Fortunately, the scratch wasn't too deep, so hopefully all that will be required is the ointment and the large bandage we put on it and it doesn't become infected.  I don't think we'll be riding the far north route again until dry season.  What a fiasco!

This afternoon was much calmer but very wet.  Normally when it rains here, a shower or squall passes over quickly and the sun soon makes another appearance, but this time a tremendous storm blew up with much wind and sideways rain, and bands of rain and strong breezes continued to move in all afternoon.  We never saw the sun after mid-morning, and it actually got quite cool by mid-afternoon, by Belizean standards.  The outside temp hit a low of 73.5, which was the coolest since we've been here (even overnight), and with the wind and rain, it actually felt a bit chilly!  We hope that tomorrow will bring a nicer day, but after all the rain today, the road into town is sure to be full of puddles.  Ah, rainy season in Belize!
Picture
 
Picture
Ugh.  Don't you hate it when you write a whole lot of whatever, be it an email or a blog post, hit a key, and it goes "poof"?  Well, that just happened to me.  It's my own fault as I should have been saving all along.  Weebly does not do this automatically, and it's something I am prone to forget when I get on a roll.  I was simply removing a caption for a photo, hit the backspace key, and back I went to the previous page, with all the work I'd done on today's blog entry gone.
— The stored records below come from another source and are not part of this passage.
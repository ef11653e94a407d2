use metafinder_core::messages::{self, Message};
use metafinder_core::{CellArea, Region, Theme, Translator, Treatment, ValueShape};
use ratzilla::ratatui::{
    layout::{Alignment, Constraint, Flex, Layout, Margin, Rect},
    style::{Color, Modifier, Style},
    symbols::Marker,
    text::{Line as TextLine, Span, Text},
    widgets::{
        canvas::{Canvas, Context, Line as CanvasLine},
        Block, Borders, Cell, Clear, Paragraph, Row, Table, Wrap,
    },
    Frame,
};

use crate::session::{Explorer, Pane, Session, Web};

// Shortcuts the browser build has no binding for.
const TERMINAL_ONLY_KEYS: [&str; 2] = ["/", "q"];

struct Colors {
    text: Color,
    background: Color,
    muted: Color,
    accent: Color,
    baseline: Color,
    matched: Color,
    focus: Color,
}

const fn colors(theme: Theme) -> Colors {
    match theme {
        Theme::Dark => Colors {
            text: Color::White,
            background: Color::Black,
            muted: Color::Gray,
            accent: Color::Cyan,
            baseline: Color::DarkGray,
            matched: Color::Green,
            focus: Color::Yellow,
        },
        Theme::Light => Colors {
            text: Color::Black,
            background: Color::White,
            muted: Color::Gray,
            accent: Color::Rgb(0, 0, 238),
            baseline: Color::Gray,
            matched: Color::Rgb(0, 128, 0),
            focus: Color::Red,
        },
    }
}

pub fn render(web: &Web, f: &mut Frame<'_>) {
    let colors = colors(web.theme);
    let area = f.area();
    let block = Block::default()
        .title("metafinder")
        .title_style(
            Style::default()
                .fg(colors.accent)
                .add_modifier(Modifier::BOLD),
        )
        .borders(Borders::ALL)
        .border_style(Style::default().fg(colors.muted))
        .style(Style::default().fg(colors.text).bg(colors.background));
    let inner = block.inner(area);
    f.render_widget(block, area);

    match &web.session {
        Session::Loading(pending) => {
            let loading = pending.translator().map_or(messages::LOADING.english, |translator| {
                translator.text(messages::LOADING)
            });
            let paragraph =
                Paragraph::new(Text::from(TextLine::from(loading))).alignment(Alignment::Center);
            f.render_widget(paragraph, inner);
        }
        Session::Failed(message) => render_failure(message, &colors, f, inner),
        Session::Ready(explorer) => {
            render_explorer(explorer, &colors, f, inner);
            if explorer.state.focused().is_some() {
                render_detail(explorer, &colors, f, inner);
            }
            if explorer.show_help {
                render_help(explorer.state.translator(), &colors, f, inner);
            }
        }
    }
}

fn render_failure(message: &str, colors: &Colors, f: &mut Frame<'_>, area: Rect) {
    let lines = vec![
        TextLine::from(Span::styled(
            messages::LOAD_FAILED.english,
            Style::default().fg(colors.focus).add_modifier(Modifier::BOLD),
        )),
        TextLine::from(""),
        TextLine::from(message.to_string()),
        TextLine::from(""),
        TextLine::from(Span::styled(messages::RELOAD.english, Style::default().fg(colors.muted))),
    ];
    let paragraph = Paragraph::new(lines)
        .alignment(Alignment::Center)
        .wrap(Wrap { trim: true });
    f.render_widget(paragraph, area);
}

/// Surfaces of the explorer screen inside the outer frame.
struct ExplorerLayout {
    header: Rect,
    filters: Rect,
    map: Rect,
    list: Rect,
    footer: Rect,
}

fn explorer_layout(area: Rect) -> ExplorerLayout {
    let [header, body, footer] = Layout::vertical([
        Constraint::Length(3),
        Constraint::Min(8),
        Constraint::Length(1),
    ])
    .areas(area);
    let [filters, right] =
        Layout::horizontal([Constraint::Percentage(30), Constraint::Percentage(70)]).areas(body);
    let [map, list] =
        Layout::vertical([Constraint::Percentage(60), Constraint::Percentage(40)]).areas(right);
    ExplorerLayout {
        header,
        filters,
        map,
        list,
        footer,
    }
}

/// Cells the map canvas draws into for a terminal of `width` x `height`,
/// matching what [`render`] lays out.
pub fn map_cells(width: u16, height: u16) -> Option<CellArea> {
    let frame = Rect::new(0, 0, width, height).inner(Margin::new(1, 1));
    let map = explorer_layout(frame).map.inner(Margin::new(1, 1));
    (map.width > 0 && map.height > 0).then(|| CellArea::new(map.x, map.y, map.width, map.height))
}

fn text(explorer: &Explorer, message: Message) -> &str {
    explorer.state.translator().text(message)
}

fn render_explorer(explorer: &Explorer, colors: &Colors, f: &mut Frame<'_>, area: Rect) {
    let ExplorerLayout {
        header,
        filters,
        map,
        list,
        footer,
    } = explorer_layout(area);

    let line = TextLine::from(vec![
        Span::styled(
            explorer.snapshot.counter.text(),
            Style::default().fg(colors.matched).add_modifier(Modifier::BOLD),
        ),
        Span::styled(
            format!("  [{}]  ", explorer.state.translator().language()),
            Style::default().fg(colors.muted),
        ),
        Span::raw(explorer.snapshot.link.as_str()),
    ]);
    let paragraph = Paragraph::new(Text::from(line)).block(
        Block::default()
            .borders(Borders::ALL)
            .border_style(Style::default().fg(colors.accent)),
    );
    f.render_widget(paragraph, header);

    render_filters(explorer, colors, f, filters);
    render_map(explorer, colors, f, map);
    render_list(explorer, colors, f, list);

    let status = if explorer.status.is_empty() {
        messages::SHORTCUTS
            .iter()
            .filter(|(key, _)| !TERMINAL_ONLY_KEYS.contains(key))
            .map(|(key, action)| format!("{key} {}", text(explorer, *action)))
            .collect::<Vec<_>>()
            .join("  ")
    } else {
        explorer.status.clone()
    };
    f.render_widget(
        Paragraph::new(status)
            .alignment(Alignment::Center)
            .style(Style::default().fg(colors.muted)),
        footer,
    );
}

fn pane_border(explorer: &Explorer, pane: Pane, colors: &Colors) -> Style {
    let color = if explorer.pane == pane { colors.accent } else { colors.muted };
    Style::default().fg(color)
}

fn render_filters(explorer: &Explorer, colors: &Colors, f: &mut Frame<'_>, area: Rect) {
    let Some(group) = explorer.panel.group(explorer.current_facet()) else {
        return;
    };
    let focused = explorer.pane == Pane::Filters;

    let mut lines = vec![
        TextLine::from(Span::styled(
            format!("< {} ({}/{}) >", group.label, explorer.facet_index + 1, explorer.panel.groups.len()),
            Style::default().fg(colors.accent).add_modifier(Modifier::BOLD),
        )),
        TextLine::from(""),
    ];
    let visible = usize::from(area.height.saturating_sub(4));
    let offset = explorer.option_index.saturating_sub(visible.saturating_sub(1));
    lines.extend(
        group
            .options
            .iter()
            .enumerate()
            .skip(offset)
            .take(visible)
            .map(|(index, option)| {
                let mark = match (group.shape, option.selected) {
                    (ValueShape::Sequence, true) => "[x] ",
                    (ValueShape::Sequence, false) => "[ ] ",
                    (ValueShape::Scalar, true) => "(*) ",
                    (ValueShape::Scalar, false) => "( ) ",
                };
                let style = if focused && index == explorer.option_index {
                    Style::default().fg(colors.background).bg(colors.accent)
                } else if option.selected {
                    Style::default().fg(colors.matched)
                } else {
                    Style::default().fg(colors.text)
                };
                TextLine::from(Span::styled(format!("{mark}{}", option.label), style))
            }),
    );

    let paragraph = Paragraph::new(lines).block(
        Block::default()
            .title(text(explorer, messages::FILTERS))
            .borders(Borders::ALL)
            .border_style(pane_border(explorer, Pane::Filters, colors)),
    );
    f.render_widget(paragraph, area);
}

fn draw_outline(ctx: &mut Context<'_>, region: &Region, color: Color) {
    for ring in &region.rings {
        for pair in ring.windows(2) {
            let ((x1, y1), (x2, y2)) = (pair[0], pair[1]);
            ctx.draw(&CanvasLine { x1, y1, x2, y2, color });
        }
        if let (Some(&(x1, y1)), Some(&(x2, y2))) = (ring.last(), ring.first()) {
            ctx.draw(&CanvasLine { x1, y1, x2, y2, color });
        }
    }
}

fn render_map(explorer: &Explorer, colors: &Colors, f: &mut Frame<'_>, area: Rect) {
    let layer = explorer.state.layer();
    let focused = explorer.state.focused().map(|record| record.code.as_str());

    let canvas = Canvas::default()
        .block(
            Block::default()
                .title(text(explorer, messages::MAP))
                .borders(Borders::ALL)
                .border_style(Style::default().fg(colors.muted)),
        )
        .marker(Marker::Braille)
        .x_bounds(layer.x_bounds())
        .y_bounds(layer.y_bounds())
        .paint(|ctx| {
            let mut lifted = false;
            for painted in &explorer.snapshot.spatial.regions {
                let Some(region) = layer.regions().get(painted.region) else {
                    continue;
                };
                let color = if painted.treatment == Treatment::Matched {
                    if !lifted {
                        ctx.layer();
                        lifted = true;
                    }
                    colors.matched
                } else {
                    colors.baseline
                };
                draw_outline(ctx, region, color);
            }
            if let Some(code) = focused {
                ctx.layer();
                for region in layer.regions().iter().filter(|region| region.code.as_deref() == Some(code)) {
                    draw_outline(ctx, region, colors.focus);
                }
            }
        });
    f.render_widget(canvas, area);
}

fn render_list(explorer: &Explorer, colors: &Colors, f: &mut Frame<'_>, area: Rect) {
    let focused = explorer.pane == Pane::List;
    let visible = usize::from(area.height.saturating_sub(2));
    let offset = explorer.selected_row.saturating_sub(visible.saturating_sub(1));

    let rows = explorer
        .snapshot
        .list
        .iter()
        .enumerate()
        .skip(offset)
        .take(visible)
        .map(|(index, entry)| {
            let style = if focused && index == explorer.selected_row {
                Style::default()
                    .fg(colors.background)
                    .bg(colors.accent)
                    .add_modifier(Modifier::BOLD)
            } else {
                Style::default().fg(colors.text)
            };
            Row::new(vec![
                Cell::from(entry.name.clone()),
                Cell::from(entry.code.clone()),
                Cell::from(entry.summary()),
            ])
            .style(style)
        });

    let widths = [Constraint::Length(22), Constraint::Length(4), Constraint::Min(10)];
    let table = Table::new(rows, widths).block(
        Block::default()
            .title(explorer.snapshot.counter.text())
            .borders(Borders::ALL)
            .border_style(pane_border(explorer, Pane::List, colors)),
    );
    f.render_widget(table, area);
}

fn popup_area(area: Rect, percent_x: u16, percent_y: u16) -> Rect {
    let [row] = Layout::vertical([Constraint::Percentage(percent_y)])
        .flex(Flex::Center)
        .areas(area);
    let [popup] = Layout::horizontal([Constraint::Percentage(percent_x)])
        .flex(Flex::Center)
        .areas(row);
    popup
}

fn render_detail(explorer: &Explorer, colors: &Colors, f: &mut Frame<'_>, area: Rect) {
    let Some(entry) = explorer.state.focused_entry() else {
        return;
    };
    let mut lines = entry
        .attributes
        .iter()
        .map(|attribute| {
            TextLine::from(vec![
                Span::styled(
                    format!("{}: ", attribute.label),
                    Style::default().fg(colors.accent).add_modifier(Modifier::BOLD),
                ),
                Span::raw(attribute.values.join(", ")),
            ])
        })
        .collect::<Vec<_>>();
    if lines.is_empty() {
        lines.push(TextLine::from(Span::styled(
            text(explorer, messages::NO_METAS),
            Style::default().fg(colors.muted),
        )));
    }
    lines.push(TextLine::from(""));
    lines.push(TextLine::from(Span::styled(
        text(explorer, messages::ESC_BACK),
        Style::default().fg(colors.muted),
    )));

    let popup = popup_area(area, 60, 60);
    let paragraph = Paragraph::new(lines)
        .block(
            Block::default()
                .title(format!("{} ({})", entry.name, entry.code))
                .borders(Borders::ALL)
                .border_style(Style::default().fg(colors.focus)),
        )
        .style(Style::default().fg(colors.text).bg(colors.background))
        .wrap(Wrap { trim: true });
    f.render_widget(Clear, popup);
    f.render_widget(paragraph, popup);
}

fn render_help(translator: &Translator, colors: &Colors, f: &mut Frame<'_>, area: Rect) {
    let keys = [
        ("Tab", messages::HELP_SWITCH_PANE),
        ("Left / Right", messages::HELP_FACETS),
        ("Up / Down", messages::HELP_CURSOR),
        ("Space / Enter", messages::HELP_TOGGLE),
        ("Enter (list)", messages::HELP_OPEN),
        ("Click (map)", messages::HELP_CLICK),
        ("c", messages::HELP_CLEAR),
        ("l", messages::HELP_LANGUAGE),
        ("t", messages::HELP_THEME),
        ("Esc", messages::HELP_CLOSE_POPUP),
    ];
    let lines = keys
        .iter()
        .map(|(key, action)| {
            TextLine::from(vec![
                Span::styled(format!("{key:<16}"), Style::default().fg(colors.accent)),
                Span::raw(translator.text(*action)),
            ])
        })
        .collect::<Vec<_>>();

    let popup = popup_area(area, 60, 50);
    let paragraph = Paragraph::new(lines)
        .block(
            Block::default()
                .title(translator.text(messages::HELP))
                .borders(Borders::ALL),
        )
        .style(Style::default().fg(colors.text).bg(colors.background));
    f.render_widget(Clear, popup);
    f.render_widget(paragraph, popup);
}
I tried everything, but it's just gone.  I guess I should start composing these entries in a separate file that autosaves the text, so at least I wouldn't lose that part.  I'll do that from now on, but for today's entry, I'll be brief.  I just don't have it in me to rewrite the entire posting.  
Picture
Barry installed this magnetic doorstop to keep our front door from SLAMMING shut when the breeze is blowing through. Thanks to our Grand Caribe neighbor Kyle for this useful gift!
Picture
We had our windowsills tiled today by the good folks at Grand Caribe -- this will prevent the paint getting gouged when the windows are removed for washing. Plus it looks good too!
I rearranged the living area furniture today.  Now we have an even better view of the sea, which is rightly the focal point of the room.  Here's the old arrangement:
Picture
Too much space in the middle of the floor...
Here's the new arrangement:
Picture
Better view -- though my photography doesn't really show it!
Picture
And now for something completely different...
Picture
A delicious veggie pizza we made for dinner -- Barry's crust was amazing!